As a Practice we take the security of our clients very seriously. We utilise a number of industry standard mechanisms at our disposal to achieve this.

All our client information held on our cloud accounting software passes through a 256-bit Secure Sockets Layer (SSL) technology. The servers are hosted by “The Bunker” an ISO27001 certified, geographically isolated military grade hosting facility.

Your accounting information is held on multiple live databases in case of failure, where snapshot back-ups are taken every minute and transferred from the software providers servers to the off-site, asymmetrically encrypted, servers within seconds of the snapshots being taken.

Naturally, your data is your own. You can export your financial figures and financial reports at any time.

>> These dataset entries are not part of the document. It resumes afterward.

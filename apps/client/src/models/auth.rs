use serde::{Deserialize, Serialize};

#[derive(Debug, Serialize)]
pub struct LoginRequest<'a> {
    pub email: &'a str,
    pub password: &'a str,
}

/// `POST /login` response. `company_id`/`name` are absent for super admins.
#[derive(Debug, Clone, Deserialize)]
pub struct LoginResponse {
    pub access_token: String,
    pub refresh_token: String,
    pub role: String,
    pub user_id: String,
    pub email: String,
    #[serde(default)]
    pub company_id: Option<String>,
    #[serde(default)]
    pub name: Option<String>,
}

#[derive(Debug, Clone, Deserialize)]
pub struct RefreshResponse {
    pub access_token: String,
}
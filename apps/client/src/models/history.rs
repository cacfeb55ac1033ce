use chrono::{DateTime, Utc};
use serde::Deserialize;

/// One row of `GET /history`. The backend returns a loose document per
/// analysis; only the columns the history table shows are modeled here.
#[derive(Debug, Clone, Deserialize)]
pub struct HistoryEntry {
    pub analysis_id: String,
    #[serde(default)]
    pub candidate_name: String,
    #[serde(default)]
    pub client_name: String,
    #[serde(default)]
    pub jd_title: String,
    #[serde(default)]
    pub match_score: u32,
    #[serde(default)]
    pub filename: String,
    #[serde(default)]
    pub created_at: Option<DateTime<Utc>>,
    #[serde(default)]
    pub created_by_name: String,
}
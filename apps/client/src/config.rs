use std::path::PathBuf;

use anyhow::{Context, Result};

const DEFAULT_API_URL: &str = "http://127.0.0.1:8000";

/// Client configuration loaded from environment variables.
/// Everything has a sensible default; nothing is required to start.
#[derive(Debug, Clone)]
pub struct Config {
    /// Base URL of the screening backend, no trailing slash.
    pub api_url: String,
    /// Where the session file lives. Defaults to
    /// `<config_dir>/shortlist/session.json`.
    pub session_path: PathBuf,
    pub rust_log: String,
}

impl Config {
    pub fn from_env() -> Result<Self> {
        dotenvy::dotenv().ok(); // load .env if present; ignore if missing

        let api_url = std::env::var("SHORTLIST_API_URL")
            .unwrap_or_else(|_| DEFAULT_API_URL.to_string())
            .trim_end_matches('/')
            .to_string();

        let session_path = match std::env::var("SHORTLIST_SESSION_FILE") {
            Ok(p) => PathBuf::from(p),
            Err(_) => default_session_path()?,
        };

        Ok(Config {
            api_url,
            session_path,
            rust_log: std::env::var("RUST_LOG").unwrap_or_else(|_| "info".to_string()),
        })
    }
}

fn default_session_path() -> Result<PathBuf> {
    let dir = dirs::config_dir().context("Could not determine a config directory for the session file")?;
    Ok(dir.join("shortlist").join("session.json"))
}
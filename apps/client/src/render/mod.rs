//! Terminal rendering of analysis results and history.
//!
//! Renderers build plain `String`s so they stay testable; the binary is the
//! only place that prints. Color is additive — every assertion-worthy token
//! survives with colors stripped.

use colored::Colorize;

use crate::models::analysis::Analysis;
use crate::models::history::HistoryEntry;

const GAUGE_WIDTH: usize = 25;

/// Full analysis report: candidate, score gauge, skill breakdown, work
/// history with a total-experience row, and the match indicators.
pub fn render_report(analysis: &Analysis) -> String {
    let mut out = String::new();
    let skills = &analysis.skill_analysis;
    let exp = &analysis.experience_analysis;

    out.push_str(&format!(
        "{}\n",
        "Resume Analysis Report".bold().underline()
    ));
    out.push_str(&format!(
        "Candidate: {}\n\n",
        analysis.candidate_info.candidate_name.bold()
    ));

    out.push_str(&format!(
        "Overall Match Score  {}  {}\n\n",
        gauge(skills.match_score),
        format!("{}%", skills.match_score).bold()
    ));

    out.push_str(&skill_section(
        "Matched primary skills",
        &skills.matching_skills,
        true,
    ));
    out.push_str(&skill_section(
        "Missing primary skills",
        &skills.missing_primary_skills,
        false,
    ));
    if skills.missing_secondary_skills.is_empty() {
        if !skills.matching_secondary_skills.is_empty() {
            out.push_str(&format!(
                "{}\n",
                "All secondary skills matched.".green()
            ));
        }
    } else {
        out.push_str(&skill_section(
            "Missing secondary skills",
            &skills.missing_secondary_skills,
            false,
        ));
    }
    out.push('\n');

    if !exp.positions.is_empty() {
        out.push_str(&work_history_table(analysis));
        out.push('\n');
    }

    if !exp.required_experience.is_empty() {
        out.push_str(&format!("Required experience: {}\n", exp.required_experience));
    }
    out.push_str(&indicator("Experience match", exp.experience_match));
    if exp.frequent_hopper {
        out.push_str(&format!(
            "{}\n",
            "Frequent hopper: candidate shows frequent job changes".yellow()
        ));
    }

    if !analysis.summary.is_empty() {
        out.push_str(&format!("\n{}\n{}\n", "Profile Feedback".bold(), analysis.summary));
    }

    out
}

/// `[█████░░░░░] `-style bar for a 0-100 score.
fn gauge(score: u32) -> String {
    let score = score.min(100) as usize;
    let filled = score * GAUGE_WIDTH / 100;
    format!(
        "[{}{}]",
        "█".repeat(filled).green(),
        "░".repeat(GAUGE_WIDTH - filled)
    )
}

fn skill_section(label: &str, skills: &[String], matched: bool) -> String {
    if skills.is_empty() {
        return String::new();
    }
    let list = skills.join(", ");
    let list = if matched { list.green() } else { list.red() };
    format!("{label}: {list}\n")
}

fn indicator(label: &str, ok: bool) -> String {
    let mark = if ok { "yes".green() } else { "no".red() };
    format!("{label}: {mark}\n")
}

fn work_history_table(analysis: &Analysis) -> String {
    let exp = &analysis.experience_analysis;
    let mut out = String::new();
    out.push_str(&format!("{}\n", "Work History".bold()));
    out.push_str(&format!(
        "{:<3} {:<30} {:<25} {:<20} {}\n",
        "#", "Company / Role", "Period", "Duration", "Type"
    ));

    for (i, p) in exp.positions.iter().enumerate() {
        let company = if p.company.is_empty() { "Unknown" } else { &p.company };
        let title = if p.title.is_empty() { "Unknown" } else { &p.title };
        let period = if p.duration_missing {
            "Start and End Date Missing".to_string()
        } else {
            format_period(&p.duration)
        };
        let duration = if p.duration_missing {
            String::new()
        } else if p.duration_length.is_empty() {
            "N/A".to_string()
        } else {
            p.duration_length.clone()
        };
        let kind = if p.is_internship { "Internship" } else { "Full-time" };
        out.push_str(&format!(
            "{:<3} {:<30} {:<25} {:<20} {}\n",
            i + 1,
            format!("{company} / {title}"),
            period,
            duration,
            kind
        ));
    }

    let total = if exp.total_experience.is_empty() {
        "N/A"
    } else {
        &exp.total_experience
    };
    out.push_str(&format!(
        "{:<3} {:<30} {:<25} {}\n",
        "", "Total Experience", "", total
    ));
    out
}

/// Normalizes "Jan 2020-Mar 2022" into "Jan 2020 - Mar 2022".
fn format_period(duration: &str) -> String {
    if duration.is_empty() {
        return "N/A".to_string();
    }
    match duration.split_once('-') {
        Some((start, end)) => format!("{} - {}", start.trim(), end.trim()),
        None => duration.to_string(),
    }
}

/// History listing, newest first as returned by the backend.
pub fn render_history(entries: &[HistoryEntry]) -> String {
    if entries.is_empty() {
        return "No analyses yet.\n".to_string();
    }
    let mut out = String::new();
    out.push_str(&format!(
        "{:<26} {:<20} {:<20} {:<24} {:>5}  {}\n",
        "Analysis", "Client", "Job Description", "Candidate", "Score", "When"
    ));
    for entry in entries {
        let when = entry
            .created_at
            .map(|t| t.format("%Y-%m-%d %H:%M").to_string())
            .unwrap_or_default();
        out.push_str(&format!(
            "{:<26} {:<20} {:<20} {:<24} {:>4}%  {}\n",
            entry.analysis_id,
            entry.client_name,
            entry.jd_title,
            entry.candidate_name,
            entry.match_score,
            when
        ));
    }
    out
}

There is further file storage in the cloud of the information we collect from you for our files, using Binding Corporate Rules (BCRs), which are generally considered the gold standard around the world for personal data protection. The information we collect from you are for specified and legitimate purposes, and will not be processed in any further capacity that doesn’t meet these purposes. Our provider for cloud storage received their BCR in August 2016 for both a controller and a processor, and can legally transfer data between the European Union and the United States.

We believe effective data protection is a combination of data security and data privacy. In former years significance has been placed on data being secure with data privacy not being subject to a similar level of scrutiny. The regulations surrounding GDPR are broad in nature with many organisations now questioning their compliance strategy. Here at Caerphilly Accounting our clients can be assured that we take their data security and data privacy very seriously, and we are compliant with GDPR.